We give the methodology for the development of low-dimensional models of a heated falling film at moderate Reynolds numbers, i.e. in the drag-inertia regime, and accounting for second-order viscous and heat effects. As for isothermal conditions, the full second-order model being of large dimensionality/degree of complexity, necessitates the development of a regularized model that contains the same physical ingredients and also retains the basic dynamic characteristics of the full system, but with only three coupled equations. The regularized model is used to analyze the influence of the different parameters in the linear regime. The linear stability properties of the model are in good agreement with the Orr–Sommerfeld eigenvalue problem (Chap. 3) for a wide range of Reynolds and Marangoni numbers.
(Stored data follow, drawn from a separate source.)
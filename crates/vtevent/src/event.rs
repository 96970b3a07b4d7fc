//! Terminal events, key codes and mode flags.

use bitflags::bitflags;

/// A key code.
///
/// The ASCII control region doubles as the Ctrl-letter aliases,
/// printable specials sit at their ASCII values, and special keys grow
/// downward from `0xFFFF`. Application-defined codes must stay below
/// [`Key::MIN`].
#[derive(Copy, Clone, Debug, PartialEq, Eq, PartialOrd, Ord, Hash)]
pub struct Key(pub u16);

impl Key {
    pub const CTRL_TILDE: Key = Key(0x00);
    pub const CTRL_2: Key = Key(0x00);
    pub const CTRL_A: Key = Key(0x01);
    pub const CTRL_B: Key = Key(0x02);
    pub const CTRL_C: Key = Key(0x03);
    pub const CTRL_D: Key = Key(0x04);
    pub const CTRL_E: Key = Key(0x05);
    pub const CTRL_F: Key = Key(0x06);
    pub const CTRL_G: Key = Key(0x07);
    pub const BACKSPACE: Key = Key(0x08);
    pub const CTRL_H: Key = Key(0x08);
    pub const TAB: Key = Key(0x09);
    pub const CTRL_I: Key = Key(0x09);
    pub const CTRL_J: Key = Key(0x0a);
    pub const CTRL_K: Key = Key(0x0b);
    pub const CTRL_L: Key = Key(0x0c);
    pub const ENTER: Key = Key(0x0d);
    pub const CTRL_M: Key = Key(0x0d);
    pub const CTRL_N: Key = Key(0x0e);
    pub const CTRL_O: Key = Key(0x0f);
    pub const CTRL_P: Key = Key(0x10);
    pub const CTRL_Q: Key = Key(0x11);
    pub const CTRL_R: Key = Key(0x12);
    pub const CTRL_S: Key = Key(0x13);
    pub const CTRL_T: Key = Key(0x14);
    pub const CTRL_U: Key = Key(0x15);
    pub const CTRL_V: Key = Key(0x16);
    pub const CTRL_W: Key = Key(0x17);
    pub const CTRL_X: Key = Key(0x18);
    pub const CTRL_Y: Key = Key(0x19);
    pub const CTRL_Z: Key = Key(0x1a);
    pub const ESC: Key = Key(0x1b);
    pub const CTRL_LSQ_BRACKET: Key = Key(0x1b);
    pub const CTRL_3: Key = Key(0x1b);
    pub const CTRL_4: Key = Key(0x1c);
    pub const CTRL_BACKSLASH: Key = Key(0x1c);
    pub const CTRL_5: Key = Key(0x1d);
    pub const CTRL_RSQ_BRACKET: Key = Key(0x1d);
    pub const CTRL_6: Key = Key(0x1e);
    pub const CTRL_7: Key = Key(0x1f);
    pub const CTRL_SLASH: Key = Key(0x1f);
    pub const CTRL_UNDERSCORE: Key = Key(0x1f);
    pub const SPACE: Key = Key(0x20);
    pub const BACKSPACE2: Key = Key(0x7f);
    pub const CTRL_8: Key = Key(0x7f);

    pub const F1: Key = Key(0xffff);
    pub const F2: Key = Key(0xffff - 1);
    pub const F3: Key = Key(0xffff - 2);
    pub const F4: Key = Key(0xffff - 3);
    pub const F5: Key = Key(0xffff - 4);
    pub const F6: Key = Key(0xffff - 5);
    pub const F7: Key = Key(0xffff - 6);
    pub const F8: Key = Key(0xffff - 7);
    pub const F9: Key = Key(0xffff - 8);
    pub const F10: Key = Key(0xffff - 9);
    pub const F11: Key = Key(0xffff - 10);
    pub const F12: Key = Key(0xffff - 11);
    pub const INSERT: Key = Key(0xffff - 12);
    pub const DELETE: Key = Key(0xffff - 13);
    pub const HOME: Key = Key(0xffff - 14);
    pub const END: Key = Key(0xffff - 15);
    pub const PGUP: Key = Key(0xffff - 16);
    pub const PGDN: Key = Key(0xffff - 17);
    pub const ARROW_UP: Key = Key(0xffff - 18);
    pub const ARROW_DOWN: Key = Key(0xffff - 19);
    pub const ARROW_LEFT: Key = Key(0xffff - 20);
    pub const ARROW_RIGHT: Key = Key(0xffff - 21);

    /// Lowest reserved code; everything from here up belongs to the
    /// library.
    pub const MIN: Key = Key(0xffff - 22);

    pub const MOUSE_LEFT: Key = Key(0xffff - 23);
    pub const MOUSE_MIDDLE: Key = Key(0xffff - 24);
    pub const MOUSE_RIGHT: Key = Key(0xffff - 25);
    pub const MOUSE_RELEASE: Key = Key(0xffff - 26);
    pub const MOUSE_WHEEL_UP: Key = Key(0xffff - 27);
    pub const MOUSE_WHEEL_DOWN: Key = Key(0xffff - 28);

    /// The key at index `i` of a terminal's key-sequence table.
    #[must_use]
    pub fn from_table_index(i: usize) -> Key {
        debug_assert!(i < 22);
        Key(0xffff - u16::try_from(i).unwrap_or(0))
    }
}

bitflags! {
    /// Modifier flags attached to key and mouse events.
    #[derive(Copy, Clone, Debug, Default, PartialEq, Eq, Hash)]
    pub struct Mod: u8 {
        const ALT = 0x01;
        const CTRL = 0x02;
        const SHIFT = 0x04;
        const MOTION = 0x08;
    }
}

bitflags! {
    /// Input parsing mode.
    ///
    /// At least one of `ESC` and `ALT` is always in effect; `ESC` is the
    /// default and wins when both would be absent.
    #[derive(Copy, Clone, Debug, Default, PartialEq, Eq, Hash)]
    pub struct InputMode: u8 {
        /// A lone ESC byte is reported as the ESC key.
        const ESC = 0x01;
        /// A lone ESC byte marks the following key with [`Mod::ALT`].
        const ALT = 0x02;
        /// Decode mouse reports.
        const MOUSE = 0x04;
    }
}

impl InputMode {
    /// Interrogation value: keep (and report) the mode currently in
    /// effect.
    pub const CURRENT: InputMode = InputMode::empty();

    /// Apply the ESC/ALT defaulting rule: ESC when neither is set, ESC
    /// alone when both are.
    #[must_use]
    pub fn normalize(self) -> InputMode {
        if !self.intersects(InputMode::ESC | InputMode::ALT) {
            self | InputMode::ESC
        } else if self.contains(InputMode::ESC | InputMode::ALT) {
            self & !InputMode::ALT
        } else {
            self
        }
    }
}

/// An input event.
#[derive(Copy, Clone, Debug, PartialEq, Eq)]
pub enum Event {
    /// A key press. Special keys carry a [`Key`] code and a NUL `ch`;
    /// plain text carries the character and `Key(0)`.
    Key { mods: Mod, key: Key, ch: char },
    /// The terminal window changed size.
    Resize { width: i32, height: i32 },
    /// A mouse press, release, wheel turn or movement. `key` is one of
    /// the `MOUSE_*` pseudo-keys; coordinates are zero-based cells.
    Mouse { mods: Mod, key: Key, x: i32, y: i32 },
    /// An `interrupt` call unblocked the poll.
    Interrupt,
    /// `n` raw bytes were delivered into the caller's buffer.
    Raw { n: usize },
    /// `n` undecodable bytes were skipped.
    None { n: usize },
}

impl Event {
    /// A key event for a bare key code.
    #[must_use]
    pub const fn key(key: Key) -> Event {
        Event::Key {
            mods: Mod::empty(),
            key,
            ch: '\0',
        }
    }

    /// A key event for a decoded character.
    #[must_use]
    pub const fn ch(ch: char) -> Event {
        Event::Key {
            mods: Mod::empty(),
            key: Key(0),
            ch,
        }
    }
}

#[cfg(test)]
mod tests {
    use super::*;

    #[test]
    fn key_table_index_maps_into_the_high_block() {
        assert_eq!(Key::from_table_index(0), Key::F1);
        assert_eq!(Key::from_table_index(11), Key::F12);
        assert_eq!(Key::from_table_index(20), Key::ARROW_LEFT);
        assert_eq!(Key::from_table_index(21), Key::ARROW_RIGHT);
    }

    #[test]
    fn mouse_keys_sit_below_key_min() {
        assert!(Key::MOUSE_LEFT < Key::MIN);
        assert!(Key::MOUSE_WHEEL_DOWN < Key::MOUSE_WHEEL_UP);
    }

    #[test]
    fn input_mode_normalization() {
        assert_eq!(InputMode::MOUSE.normalize(), InputMode::ESC | InputMode::MOUSE);
        assert_eq!(InputMode::ALT.normalize(), InputMode::ALT);
        assert_eq!(
            (InputMode::ESC | InputMode::ALT).normalize(),
            InputMode::ESC
        );
        assert_eq!(InputMode::empty().normalize(), InputMode::ESC);
    }
}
In the nonlinear regime, the single-hump solitary wave solution branches of the regularized model do not exhibit any unphysical turning points such as those encountered with BE and instead predict the continuous existence of solitary waves for all Reynolds numbers. But the regularized model does have some limitations for large Péclet numbers, the main one being the prediction of unphysical negative temperatures. Nevertheless, the model allows us to identify the different mechanisms involved in the modification of solitary waves due to the thermocapillary effect, in both the drag-gravity and the drag-inertia regimes, and in both two-dimensional and three-dimensional flows. In the latter case, of particular interest is the occurrence of two-dimensional solitary-like waves triggered by the growth of thermocapillary rivulets and riding the rivulets.

In this final chapter, we present a number of open questions that still demand an answer. Our hope is to motivate further research devoted to the fascinating dynamics of falling film flows. We also believe that the methodology developed in Chap. 6, and applied to isothermal film flows (Chaps. 7 and 8) and to heated film flows (Chap. 9), can be extended to a wide variety of problems which have not been described in previous chapters. Some of them are discussed here.